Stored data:
####

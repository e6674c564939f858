// Copyright 2026 - Nym Technologies SA <contact@nymtech.net>
// SPDX-License-Identifier: Apache-2.0

use crate::batch::{PacketBatch, ReplaySet};
use crate::error::ReplayLogError;
use crate::tag::ReplayTag;
use serde::{Deserialize, Serialize};
use std::collections::HashMap;
use tracing::trace;

/// The two indices every realization of the log maintains: the entries keyed
/// by replay tag and the result cache of previously committed batches.
///
/// This is the single-threaded heart of the log. Implementations wrap it in
/// their concurrency primitive of choice and, for durable variants, persist
/// it; every contract operation maps onto exactly one method here, executed
/// while holding the wrapping lock.
#[derive(Debug, Default, Serialize, Deserialize)]
pub struct LogIndices {
    entries: HashMap<ReplayTag, u32>,
    batches: HashMap<Vec<u8>, ReplaySet>,
}

impl LogIndices {
    pub fn new() -> Self {
        Self::default()
    }

    /// Returns the expiry value stored for `tag`.
    pub fn get(&self, tag: &ReplayTag) -> Result<u32, ReplayLogError> {
        self.entries
            .get(tag)
            .copied()
            .ok_or(ReplayLogError::EntryNotFound)
    }

    /// Inserts a new entry. A tag that is already present is rejected with
    /// [`ReplayLogError::ReplayedPacket`] and the stored value is left
    /// untouched.
    pub fn put(&mut self, tag: &ReplayTag, expiry: u32) -> Result<(), ReplayLogError> {
        if self.entries.contains_key(tag) {
            trace!("replayed packet: {tag}");
            return Err(ReplayLogError::ReplayedPacket);
        }

        self.entries.insert(*tag, expiry);
        Ok(())
    }

    /// Removes the entry for `tag`, returning whether it was present.
    /// Removing an absent tag is a no-op.
    pub fn delete(&mut self, tag: &ReplayTag) -> bool {
        self.entries.remove(tag).is_some()
    }

    pub fn entry_count(&self) -> usize {
        self.entries.len()
    }

    /// The cached result of a previous commit under this batch id, if any.
    pub fn batch_result(&self, batch_id: &[u8]) -> Option<&ReplaySet> {
        self.batches.get(batch_id)
    }

    /// Commits a batch of packets and returns the set of entries within it
    /// that are replays.
    ///
    /// A batch id that was committed before short-circuits to the cached
    /// result without touching the entries, which is what makes resubmitting
    /// an in-flight batch after a restart safe. A fresh commit inserts every
    /// entry in order, collecting the sequence numbers of the ones already
    /// present, merges in the replays the caller attached to the batch and
    /// caches the union under the batch id.
    ///
    /// Entries inserted before a storage failure mid-commit are not rolled
    /// back; the caller is expected to retry the whole batch.
    pub fn commit_batch(&mut self, batch: &mut PacketBatch) -> Result<ReplaySet, ReplayLogError> {
        let replays = match self.batches.get(batch.id()) {
            Some(cached) => cached.clone(),
            None => {
                let mut replays = ReplaySet::new();
                for entry in batch.entries() {
                    match self.put(&entry.tag, entry.expiry) {
                        Ok(()) => {}
                        Err(err) if err.is_replay() => replays.insert(entry.seq),
                        Err(err) => return Err(err),
                    }
                }

                replays.merge(batch.replays());
                self.batches.insert(batch.id().to_vec(), replays.clone());
                replays
            }
        };

        batch.mark_committed(replays.clone());
        Ok(replays)
    }
}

####

▶ WHAT TO WORK ON
In the entries above, copy each line that contains the string "clone".

▶ REPLY TO THE EXERCISE
            Some(cached) => cached.clone(),
                self.batches.insert(batch.id().to_vec(), replays.clone());
        batch.mark_committed(replays.clone());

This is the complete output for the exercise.